The song was nominated for Best Country Solo Performance at the 58th Annual Grammy Awards but lost to Chris Stapleton's "Traveller".

==Chart performance==
"John Cougar, John Deere, John 3:16" debuted at number 47 on the US Hot Country Songs chart, on the week before its official release, and reached its peak at number 24 the following week. The song also debuted on the US Country Airplay chart at number 26, and at number seven on the Country Digital Songs chart selling 36,000 copies. The song peaked at number two on the US Hot Country Songs chart on the week of September 19, 2015, and number two on the US Country Airplay chart a week later. The song also reached its peak at number 40 on the US Billboard Hot 100 on the week of October 10, 2015, becoming Urban's eighteenth top 40 hit on that chart.

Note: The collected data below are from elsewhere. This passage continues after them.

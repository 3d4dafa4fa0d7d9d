// SPDX-FileCopyrightText: 2026 Bruno Meilick
// SPDX-License-Identifier: LicenseRef-Mindweave-FreeUse-NoCopy-NoDerivatives
//
// All rights reserved.
//
// This file is part of Mindweave and is proprietary software.
// Unauthorized copying, modification, or distribution is prohibited.

use serde::{Deserialize, Serialize};
use serde_json::{Map, Value};

use super::geometry::Point;
use super::ids::NodeId;
use super::style::{merge_style, Style};

/// A positioned, styled document element.
///
/// `parent_id` defines the tree overlay. A detached node keeps its parent for lineage but is
/// skipped by drag propagation and the drawn hierarchy edge.
///
/// Fields this engine does not know about are kept in `extra` so documents written by newer
/// clients survive a load/save cycle.
#[derive(Debug, Clone, PartialEq, Serialize, Deserialize)]
#[serde(rename_all = "camelCase")]
pub struct Node {
    pub id: NodeId,
    #[serde(default)]
    pub text: String,
    #[serde(default)]
    pub x: f64,
    #[serde(default)]
    pub y: f64,
    #[serde(default)]
    pub parent_id: Option<NodeId>,
    #[serde(default)]
    pub is_detached: bool,
    #[serde(default)]
    pub collapsed: bool,
    #[serde(default)]
    pub order: i64,
    #[serde(default)]
    pub style: Style,
    #[serde(flatten)]
    pub extra: Map<String, Value>,
}

impl Node {
    pub fn new(id: NodeId, text: impl Into<String>, position: Point) -> Self {
        Self {
            id,
            text: text.into(),
            x: position.x,
            y: position.y,
            parent_id: None,
            is_detached: false,
            collapsed: false,
            order: 0,
            style: Style::new(),
            extra: Map::new(),
        }
    }

    pub fn with_parent(mut self, parent_id: Option<NodeId>) -> Self {
        self.parent_id = parent_id;
        self
    }

    pub fn with_style(mut self, style: Style) -> Self {
        self.style = style;
        self
    }

    pub fn position(&self) -> Point {
        Point::new(self.x, self.y)
    }

    pub fn set_position(&mut self, position: Point) {
        self.x = position.x;
        self.y = position.y;
    }

    pub fn is_root(&self) -> bool {
        self.parent_id.is_none()
    }

    pub fn apply_patch(&mut self, patch: &NodePatch) {
        if let Some(text) = &patch.text {
            self.text = text.clone();
        }
        if let Some(x) = patch.x {
            self.x = x;
        }
        if let Some(y) = patch.y {
            self.y = y;
        }
        if let Some(parent_id) = &patch.parent_id {
            self.parent_id = parent_id.clone();
        }
        if let Some(is_detached) = patch.is_detached {
            self.is_detached = is_detached;
        }
        if let Some(collapsed) = patch.collapsed {
            self.collapsed = collapsed;
        }
        if let Some(order) = patch.order {
            self.order = order;
        }
        if let Some(style) = &patch.style {
            self.style = style.clone();
        }
    }

    pub fn merge_style(&mut self, patch: &Style) {
        merge_style(&mut self.style, patch);
    }
}

/// Shallow field update for [`Node`]. `None` leaves a field untouched; `style` replaces the
/// whole style object (use a style merge for per-key updates).
#[derive(Debug, Clone, Default, PartialEq)]
pub struct NodePatch {
    pub text: Option<String>,
    pub x: Option<f64>,
    pub y: Option<f64>,
    pub parent_id: Option<Option<NodeId>>,
    pub is_detached: Option<bool>,
    pub collapsed: Option<bool>,
    pub order: Option<i64>,
    pub style: Option<Style>,
}

impl NodePatch {
    pub fn text(text: impl Into<String>) -> Self {
        Self {
            text: Some(text.into()),
            ..Self::default()
        }
    }

    pub fn position(position: Point) -> Self {
        Self {
            x: Some(position.x),
            y: Some(position.y),
            ..Self::default()
        }
    }

    pub fn is_empty(&self) -> bool {
        *self == Self::default()
    }
}

#[cfg(test)]
mod tests {
    use serde_json::json;

    use super::{Node, NodePatch};
    use crate::model::{NodeId, Point};

    #[test]
    fn node_keeps_unknown_fields() {
        let raw = json!({
            "id": "n1",
            "text": "Hello",
            "x": 10,
            "y": 20.5,
            "parentId": null,
            "isDetached": false,
            "order": 0,
            "style": { "color": "#fff" },
            "icon": "star"
        });

        let node: Node = serde_json::from_value(raw).expect("node");
        assert_eq!(node.x, 10.0);
        assert_eq!(node.extra.get("icon"), Some(&json!("star")));

        let back = serde_json::to_value(&node).expect("serialize");
        assert_eq!(back.get("icon"), Some(&json!("star")));
        assert_eq!(back.get("parentId"), Some(&json!(null)));
        assert_eq!(back.get("isDetached"), Some(&json!(false)));
    }

    #[test]
    fn patch_only_touches_given_fields() {
        let mut node = Node::new(NodeId::new("n1").expect("id"), "a", Point::new(1.0, 2.0));
        node.apply_patch(&NodePatch::text("b"));
        assert_eq!(node.text, "b");
        assert_eq!(node.position(), Point::new(1.0, 2.0));

        node.apply_patch(&NodePatch::position(Point::new(5.0, 6.0)));
        assert_eq!(node.text, "b");
        assert_eq!(node.position(), Point::new(5.0, 6.0));

        assert!(NodePatch::default().is_empty());
    }
}
// SPDX-FileCopyrightText: 2026 Bruno Meilick
// SPDX-License-Identifier: LicenseRef-Mindweave-FreeUse-NoCopy-NoDerivatives
//
// All rights reserved.
//
// This file is part of Mindweave and is proprietary software.
// Unauthorized copying, modification, or distribution is prohibited.

//! Editing session over one owner's maps.
//!
//! [`Editor`] glues the pieces together: edits run as [`GraphOp`]s against the current history
//! entry, changed documents are pushed to [`HistoryStack`] and scheduled for saving through
//! [`Autosave`], and map switches go through [`MapCatalog`]. Selection, clipboard, drag and
//! viewport are session state and are never persisted.

use std::time::Instant;

use chrono::Utc;

use crate::autosave::Autosave;
use crate::catalog::{CatalogError, CatalogInit, DocumentSource, MapCatalog};
use crate::config::EditorConfig;
use crate::drag::DragSession;
use crate::format::{export_json, import_json, ImportError};
use crate::history::HistoryStack;
use crate::model::{
    Connection, ConnectionId, ConnectionPatch, MapId, Node, NodeId, NodePatch, OwnerId, Point,
    Snapshot, Style, DEFAULT_NODE_TEXT,
};
use crate::ops::{self, Clipboard, Direction, EditDelta, EditRejected, GraphOp, SiblingMove};
use crate::store::Storage;

mod viewport;

pub use viewport::{Viewport, MAX_SCALE, MIN_SCALE, ZOOM_STEP};

#[derive(Debug, thiserror::Error)]
pub enum EditorError {
    #[error(transparent)]
    Catalog(#[from] CatalogError),
    #[error(transparent)]
    Rejected(#[from] EditRejected),
    #[error("import failed: {0}")]
    Import(#[from] ImportError),
    #[error("export failed: {0}")]
    Export(#[source] serde_json::Error),
}

#[derive(Debug)]
pub struct Editor<S> {
    catalog: MapCatalog<S>,
    config: EditorConfig,
    history: HistoryStack<Snapshot>,
    source: DocumentSource,
    selection: Vec<NodeId>,
    clipboard: Option<Clipboard>,
    drag: Option<DragSession>,
    viewport: Viewport,
    autosave: Autosave,
    /// The current document differs from what was last written.
    dirty: bool,
}
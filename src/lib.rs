// SPDX-FileCopyrightText: 2026 Bruno Meilick
// SPDX-License-Identifier: LicenseRef-Mindweave-FreeUse-NoCopy-NoDerivatives
//
// All rights reserved.
//
// This file is part of Mindweave and is proprietary software.
// Unauthorized copying, modification, or distribution is prohibited.

//! Mindweave: mind-map document engine.
//!
//! Documents are flat node and connection arrays ([`model`]) converted to and from nested trees
//! and versioned payloads ([`format`]). Edits are pure snapshot transforms ([`ops`]) recorded in
//! a bounded undo stack ([`history`]); pointer drags are previewed without touching history
//! ([`drag`]). Maps live in a per-owner catalog ([`catalog`]) over a string key-value
//! [`store`]. [`editor`] ties these into one session and [`shell`] drives it from text.

pub mod autosave;
pub mod catalog;
pub mod config;
pub mod drag;
pub mod editor;
pub mod format;
pub mod history;
pub mod model;
pub mod ops;
pub mod shell;
pub mod store;
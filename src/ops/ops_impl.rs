// SPDX-FileCopyrightText: 2026 Bruno Meilick
// SPDX-License-Identifier: LicenseRef-Mindweave-FreeUse-NoCopy-NoDerivatives
//
// All rights reserved.
//
// This file is part of Mindweave and is proprietary software.
// Unauthorized copying, modification, or distribution is prohibited.

// Node and connection edits used by `apply`.
// Keeps `ops::mod` focused on op types and dispatch.

/// Adds a node. With a parent and no explicit position the node lands `PARENT_OFFSET_X` to the
/// right of the parent; a parent-less node without a position lands at the origin.
pub fn add_node(
    snapshot: &Snapshot,
    parent_id: Option<&NodeId>,
    text: impl Into<String>,
    position: Option<Point>,
) -> Result<(Snapshot, NodeId), EditRejected> {
    let index = GraphIndex::new(&snapshot.nodes);
    let (position, order) = match parent_id {
        Some(parent_id) => {
            let parent = index.node(parent_id).ok_or_else(|| unknown_node(parent_id))?;
            let position = position
                .unwrap_or_else(|| parent.position() + Point::new(PARENT_OFFSET_X, 0.0));
            (position, index.child_positions(parent_id).len())
        }
        None => (position.unwrap_or_default(), 0),
    };

    let node_id = NodeId::generate();
    let mut node = Node::new(node_id.clone(), text, position).with_parent(parent_id.cloned());
    node.order = order as i64;

    let mut nodes = snapshot.nodes.clone();
    nodes.push(node);
    Ok((snapshot.with_nodes(nodes), node_id))
}

/// Adds a child on a ring around its parent. The k-th attached child (detached ones do not
/// count) sits at `k * angle_step_deg` degrees, `distance` away.
pub fn add_child_node(
    snapshot: &Snapshot,
    parent_id: &NodeId,
    text: impl Into<String>,
    placement: ChildPlacement,
) -> Result<(Snapshot, NodeId), EditRejected> {
    let index = GraphIndex::new(&snapshot.nodes);
    let parent = index.node(parent_id).ok_or_else(|| unknown_node(parent_id))?;
    let slot = index.attached_children(parent_id).count();
    let position = parent
        .position()
        .polar_offset(slot as f64 * placement.angle_step_deg, placement.distance);

    add_node(snapshot, Some(parent_id), text, Some(position))
}

pub fn update_node(
    snapshot: &Snapshot,
    node_id: &NodeId,
    patch: &NodePatch,
) -> Result<Snapshot, EditRejected> {
    let index = GraphIndex::new(&snapshot.nodes);
    let position = index.position(node_id).ok_or_else(|| unknown_node(node_id))?;

    if let Some(Some(parent_id)) = &patch.parent_id {
        if !index.contains(parent_id) {
            return Err(unknown_node(parent_id));
        }
        if index.is_self_or_descendant(node_id, parent_id) {
            return Err(EditRejected::ParentCycle {
                node_id: node_id.clone(),
                parent_id: parent_id.clone(),
            });
        }
    }

    let mut nodes = snapshot.nodes.clone();
    nodes[position].apply_patch(patch);
    Ok(snapshot.with_nodes(nodes))
}

/// Merges `style` into each listed node's style. Unknown ids are skipped; if none resolve the
/// edit is rejected.
pub fn update_nodes_style(
    snapshot: &Snapshot,
    node_ids: &[NodeId],
    style: &Style,
) -> Result<Snapshot, EditRejected> {
    if node_ids.is_empty() {
        return Err(EditRejected::EmptySelection);
    }
    let index = GraphIndex::new(&snapshot.nodes);
    let positions = node_ids
        .iter()
        .filter_map(|id| index.position(id))
        .collect::<Vec<_>>();
    if positions.is_empty() {
        return Err(unknown_node(&node_ids[0]));
    }

    let mut nodes = snapshot.nodes.clone();
    for position in positions {
        nodes[position].merge_style(style);
    }
    Ok(snapshot.with_nodes(nodes))
}

/// Removes the selection together with every descendant, and every connection touching a
/// removed node. Selecting the document root rejects the whole edit.
pub fn delete_selected(snapshot: &Snapshot, node_ids: &[NodeId]) -> Result<Snapshot, EditRejected> {
    if node_ids.is_empty() {
        return Err(EditRejected::EmptySelection);
    }
    let index = GraphIndex::new(&snapshot.nodes);
    if let Some(root) = index.primary_root() {
        if node_ids.contains(&root.id) {
            return Err(EditRejected::SoleRoot {
                node_id: root.id.clone(),
            });
        }
    }

    let mut doomed = vec![false; snapshot.nodes.len()];
    let mut resolved = false;
    for node_id in node_ids {
        let Some(position) = index.position(node_id) else {
            continue;
        };
        resolved = true;
        doomed[position] = true;
        for below in index.descendant_positions(node_id) {
            doomed[below] = true;
        }
    }
    if !resolved {
        return Err(unknown_node(&node_ids[0]));
    }

    let removed = snapshot
        .nodes
        .iter()
        .zip(&doomed)
        .filter(|(_, doomed)| **doomed)
        .map(|(node, _)| node.id.as_str())
        .collect::<std::collections::HashSet<_>>();

    let nodes = snapshot
        .nodes
        .iter()
        .zip(&doomed)
        .filter(|(_, doomed)| !**doomed)
        .map(|(node, _)| node.clone())
        .collect();
    let connections = snapshot
        .connections
        .iter()
        .filter(|conn| {
            !removed.contains(conn.from.as_str()) && !removed.contains(conn.to.as_str())
        })
        .cloned()
        .collect();

    Ok(Snapshot::new(nodes, connections))
}

pub fn toggle_detached(snapshot: &Snapshot, node_id: &NodeId) -> Result<Snapshot, EditRejected> {
    let position = GraphIndex::new(&snapshot.nodes)
        .position(node_id)
        .ok_or_else(|| unknown_node(node_id))?;

    let mut nodes = snapshot.nodes.clone();
    nodes[position].is_detached = !nodes[position].is_detached;
    Ok(snapshot.with_nodes(nodes))
}

/// Links two nodes. At most one connection exists per unordered pair.
pub fn add_connection(
    snapshot: &Snapshot,
    from: &NodeId,
    to: &NodeId,
) -> Result<(Snapshot, ConnectionId), EditRejected> {
    if from == to {
        return Err(EditRejected::SelfLoop {
            node_id: from.clone(),
        });
    }
    let index = GraphIndex::new(&snapshot.nodes);
    for endpoint in [from, to] {
        if !index.contains(endpoint) {
            return Err(unknown_node(endpoint));
        }
    }
    if snapshot.connections.iter().any(|conn| conn.joins(from, to)) {
        return Err(EditRejected::DuplicateConnection {
            from: from.clone(),
            to: to.clone(),
        });
    }

    let connection_id = ConnectionId::generate();
    let mut connections = snapshot.connections.clone();
    connections.push(Connection::new(connection_id.clone(), from.clone(), to.clone()));
    Ok((snapshot.with_connections(connections), connection_id))
}

fn connection_position(
    snapshot: &Snapshot,
    connection_id: &ConnectionId,
) -> Result<usize, EditRejected> {
    snapshot
        .connections
        .iter()
        .position(|conn| conn.id == *connection_id)
        .ok_or_else(|| EditRejected::UnknownConnection {
            connection_id: connection_id.clone(),
        })
}

pub fn update_connection(
    snapshot: &Snapshot,
    connection_id: &ConnectionId,
    patch: &ConnectionPatch,
) -> Result<Snapshot, EditRejected> {
    let position = connection_position(snapshot, connection_id)?;
    let mut connections = snapshot.connections.clone();
    connections[position].apply_patch(patch);
    Ok(snapshot.with_connections(connections))
}

pub fn delete_connection(
    snapshot: &Snapshot,
    connection_id: &ConnectionId,
) -> Result<Snapshot, EditRejected> {
    let position = connection_position(snapshot, connection_id)?;
    let mut connections = snapshot.connections.clone();
    connections.remove(position);
    Ok(snapshot.with_connections(connections))
}
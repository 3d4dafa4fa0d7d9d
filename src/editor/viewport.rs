// SPDX-FileCopyrightText: 2026 Bruno Meilick
// SPDX-License-Identifier: LicenseRef-Mindweave-FreeUse-NoCopy-NoDerivatives
//
// All rights reserved.
//
// This file is part of Mindweave and is proprietary software.
// Unauthorized copying, modification, or distribution is prohibited.

use crate::model::{Node, Point};

pub const MIN_SCALE: f64 = 0.3;
pub const MAX_SCALE: f64 = 3.0;
pub const ZOOM_STEP: f64 = 1.2;
/// Padding around the node bounds when fitting, in world units per side.
const FIT_MARGIN: f64 = 100.0;

/// Pan/zoom state of the canvas. `offset` is in screen units; `size` is the visible area.
#[derive(Debug, Clone, Copy, PartialEq)]
pub struct Viewport {
    pub scale: f64,
    pub offset: Point,
    pub size: Point,
}

impl Default for Viewport {
    fn default() -> Self {
        Self {
            scale: 1.0,
            offset: Point::ORIGIN,
            size: Point::new(800.0, 600.0),
        }
    }
}

impl Viewport {
    /// Sets pan and zoom. The scale is clamped to `[MIN_SCALE, MAX_SCALE]`; a non-finite scale
    /// is ignored.
    pub fn set(&mut self, scale: f64, offset: Point) {
        if scale.is_finite() {
            self.scale = scale.clamp(MIN_SCALE, MAX_SCALE);
        }
        self.offset = offset;
    }

    pub fn zoom_in(&mut self) {
        self.scale = (self.scale * ZOOM_STEP).min(MAX_SCALE);
    }

    pub fn zoom_out(&mut self) {
        self.scale = (self.scale / ZOOM_STEP).max(MIN_SCALE);
    }

    /// Multiplies the scale by `factor` (wheel zoom), clamped.
    pub fn zoom_by(&mut self, factor: f64) {
        if factor.is_finite() && factor > 0.0 {
            self.scale = (self.scale * factor).clamp(MIN_SCALE, MAX_SCALE);
        }
    }

    pub fn reset(&mut self) {
        self.scale = 1.0;
        self.offset = Point::ORIGIN;
    }

    /// Screen position → world position.
    pub fn to_world(&self, screen: Point) -> Point {
        (screen - self.offset).scaled(1.0 / self.scale)
    }

    /// World position under the middle of the visible area.
    pub fn center(&self) -> Point {
        self.to_world(self.size.scaled(0.5))
    }

    /// Zooms out (never in past 1.0) and pans so every node is visible.
    pub fn fit(&mut self, nodes: &[Node]) {
        let Some(first) = nodes.first() else {
            return;
        };
        let (mut min, mut max) = (first.position(), first.position());
        for node in nodes {
            min = Point::new(min.x.min(node.x), min.y.min(node.y));
            max = Point::new(max.x.max(node.x), max.y.max(node.y));
        }

        let width = max.x - min.x + 2.0 * FIT_MARGIN;
        let height = max.y - min.y + 2.0 * FIT_MARGIN;
        let scale = (self.size.x / width).min(self.size.y / height).min(1.0);

        self.scale = scale;
        self.offset = Point::new(
            (self.size.x - width * scale) / 2.0 - min.x * scale + FIT_MARGIN * scale,
            (self.size.y - height * scale) / 2.0 - min.y * scale + FIT_MARGIN * scale,
        );
    }
}
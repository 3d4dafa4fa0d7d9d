// SPDX-FileCopyrightText: 2026 Bruno Meilick
// SPDX-License-Identifier: LicenseRef-Mindweave-FreeUse-NoCopy-NoDerivatives
//
// All rights reserved.
//
// This file is part of Mindweave and is proprietary software.
// Unauthorized copying, modification, or distribution is prohibited.

//! Editor tuning and command-line options.

use std::time::Duration;

use crate::autosave::DEFAULT_AUTOSAVE_DELAY;
use crate::history::DEFAULT_CAPACITY;
use crate::model::Point;
use crate::ops::{ChildPlacement, LayoutSpacing, PASTE_OFFSET};

/// Environment variable holding the log filter (`tracing-subscriber` `EnvFilter` syntax).
pub const LOG_ENV: &str = "MINDWEAVE_LOG";
pub const DEFAULT_LOG_FILTER: &str = "warn";
pub const DEFAULT_STORE_DIR: &str = ".mindweave";
pub const DEFAULT_OWNER: &str = "local";

#[derive(Debug, Clone, PartialEq)]
pub struct EditorConfig {
    pub history_capacity: usize,
    pub autosave_delay: Duration,
    pub child_placement: ChildPlacement,
    pub layout_spacing: LayoutSpacing,
    pub paste_offset: Point,
}

impl Default for EditorConfig {
    fn default() -> Self {
        Self {
            history_capacity: DEFAULT_CAPACITY,
            autosave_delay: DEFAULT_AUTOSAVE_DELAY,
            child_placement: ChildPlacement::default(),
            layout_spacing: LayoutSpacing::default(),
            paste_offset: PASTE_OFFSET,
        }
    }
}

impl EditorConfig {
    pub fn from_options(options: &CliOptions) -> Self {
        let mut config = Self::default();
        if let Some(capacity) = options.history {
            config.history_capacity = capacity;
        }
        if let Some(ms) = options.autosave_ms {
            config.autosave_delay = Duration::from_millis(ms);
        }
        config
    }
}

#[derive(Debug, Default, Clone, PartialEq, Eq)]
pub struct CliOptions {
    pub help: bool,
    pub store_dir: Option<String>,
    pub owner: Option<String>,
    pub autosave_ms: Option<u64>,
    pub history: Option<usize>,
    pub durable_writes: bool,
}

impl CliOptions {
    pub fn store_dir(&self) -> &str {
        self.store_dir.as_deref().unwrap_or(DEFAULT_STORE_DIR)
    }

    pub fn owner(&self) -> &str {
        self.owner.as_deref().unwrap_or(DEFAULT_OWNER)
    }
}

#[derive(Debug, Clone, PartialEq, Eq, thiserror::Error)]
pub enum UsageError {
    #[error("{flag} given more than once")]
    Duplicate { flag: &'static str },
    #[error("{flag} needs a value")]
    MissingValue { flag: &'static str },
    #[error("invalid value for {flag}: {value:?}")]
    InvalidValue { flag: &'static str, value: String },
    #[error("unknown option {0:?}")]
    Unknown(String),
}

fn take_value(
    args: &mut impl Iterator<Item = String>,
    slot_is_set: bool,
    flag: &'static str,
) -> Result<String, UsageError> {
    if slot_is_set {
        return Err(UsageError::Duplicate { flag });
    }
    args.next().ok_or(UsageError::MissingValue { flag })
}

fn parse_number<T: std::str::FromStr>(raw: String, flag: &'static str) -> Result<T, UsageError> {
    raw.parse()
        .map_err(|_| UsageError::InvalidValue { flag, value: raw })
}

pub fn parse_options(mut args: impl Iterator<Item = String>) -> Result<CliOptions, UsageError> {
    let mut options = CliOptions::default();

    while let Some(arg) = args.next() {
        match arg.as_str() {
            "-h" | "--help" => options.help = true,
            "--store" => {
                let dir = take_value(&mut args, options.store_dir.is_some(), "--store")?;
                options.store_dir = Some(dir);
            }
            "--owner" => {
                let owner = take_value(&mut args, options.owner.is_some(), "--owner")?;
                options.owner = Some(owner);
            }
            "--autosave-ms" => {
                let raw = take_value(&mut args, options.autosave_ms.is_some(), "--autosave-ms")?;
                options.autosave_ms = Some(parse_number(raw, "--autosave-ms")?);
            }
            "--history" => {
                let raw = take_value(&mut args, options.history.is_some(), "--history")?;
                let capacity: usize = parse_number(raw.clone(), "--history")?;
                if capacity == 0 {
                    return Err(UsageError::InvalidValue {
                        flag: "--history",
                        value: raw,
                    });
                }
                options.history = Some(capacity);
            }
            "--durable-writes" => {
                if options.durable_writes {
                    return Err(UsageError::Duplicate {
                        flag: "--durable-writes",
                    });
                }
                options.durable_writes = true;
            }
            _ if arg.starts_with('-') => return Err(UsageError::Unknown(arg)),
            _ => {
                if options.store_dir.is_some() {
                    return Err(UsageError::Duplicate { flag: "--store" });
                }
                options.store_dir = Some(arg);
            }
        }
    }

    Ok(options)
}

#[cfg(test)]
mod tests {
    use std::time::Duration;

    use rstest::rstest;

    use super::{parse_options, CliOptions, EditorConfig, UsageError, DEFAULT_OWNER};

    fn args(raw: &[&str]) -> impl Iterator<Item = String> {
        raw.iter().map(|s| (*s).to_owned()).collect::<Vec<_>>().into_iter()
    }

    #[test]
    fn parses_empty_args() {
        let options = parse_options(std::iter::empty()).expect("parse options");
        assert_eq!(options, CliOptions::default());
        assert_eq!(options.owner(), DEFAULT_OWNER);
        assert_eq!(EditorConfig::from_options(&options), EditorConfig::default());
    }

    #[test]
    fn parses_all_flags() {
        let options = parse_options(args(&[
            "--store",
            "maps",
            "--owner",
            "alice",
            "--autosave-ms",
            "250",
            "--history",
            "10",
            "--durable-writes",
        ]))
        .expect("parse options");

        assert_eq!(options.store_dir(), "maps");
        assert_eq!(options.owner(), "alice");
        assert!(options.durable_writes);

        let config = EditorConfig::from_options(&options);
        assert_eq!(config.history_capacity, 10);
        assert_eq!(config.autosave_delay, Duration::from_millis(250));
    }

    #[test]
    fn parses_positional_store_dir() {
        let options = parse_options(args(&["some/dir"])).expect("parse options");
        assert_eq!(options.store_dir.as_deref(), Some("some/dir"));
    }

    #[rstest]
    #[case::duplicate_flag(&["--owner", "a", "--owner", "b"], UsageError::Duplicate { flag: "--owner" })]
    #[case::positional_and_flag(&["dir", "--store", "other"], UsageError::Duplicate { flag: "--store" })]
    #[case::missing_value(&["--store"], UsageError::MissingValue { flag: "--store" })]
    #[case::not_a_number(&["--autosave-ms", "soon"], UsageError::InvalidValue { flag: "--autosave-ms", value: "soon".to_owned() })]
    #[case::zero_history(&["--history", "0"], UsageError::InvalidValue { flag: "--history", value: "0".to_owned() })]
    #[case::unknown(&["--verbose"], UsageError::Unknown("--verbose".to_owned()))]
    fn rejects_bad_arguments(#[case] raw: &[&str], #[case] expected: UsageError) {
        assert_eq!(parse_options(args(raw)), Err(expected));
    }
}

As of February 2016, the song has sold 663,000 copies in the US. On October 30, 2024, the single was certified 2× platinum by the Recording Industry Association of America (RIAA) for combined sales and streaming data of over two million units in the United States.

==Music video==
The music video was directed by Shane Drake and premiered in August 2015.

==Personnel==
From Ripcord liner notes.

- Musicians
- Matt Chamberlain – drums, programming
- Ross Copperman – gang vocals
- Jerry Flowers – background vocals
- Dann Huff – acoustic guitar, gang vocals
- Charlie Judge – keyboards
- Andy Snyder – gang vocals
- Russell Terrell – background vocals
- Keith Urban – acoustic guitar, bass guitar, electric guitar, vocals
- Jonathan Yudkin – violin

- Technical
- Joe Baldridge – engineering
- Eric Lijestrand – acoustic guitar overdubs
- Serban Ghenea – mixing
- John Hanes – engineering
- Dann Huff – production, engineering
- Keith Urban – production

==Charts==

===Weekly charts===

| Chart (2015) | Peak position |
|---|---|
| Canada (Canadian Hot 100) | 35 |
| Canada Country (Billboard) | 1 |
| US Billboard Hot 100 | 40 |
| US Country Airplay (Billboard) | 2 |
| US Hot Country Songs (Billboard) | 2 |

===Year-end charts===

| Chart (2015) | Position |
|---|---|
| Canada (Canadian Hot 100) | 90 |
| US Country Airplay (Billboard) | 25 |
| US Hot Country Songs (Billboard) | 9 |

==Certifications==

| Region | Certification | Certified units/sales |
| Australia (ARIA) | Gold | 35,000^{‡} |
| Canada (Music Canada) | Platinum | 80,000^{‡} |
| United States (RIAA) | 2× Platinum | 2,000,000^{‡} |
^{‡} Sales+streaming figures based on certification alone.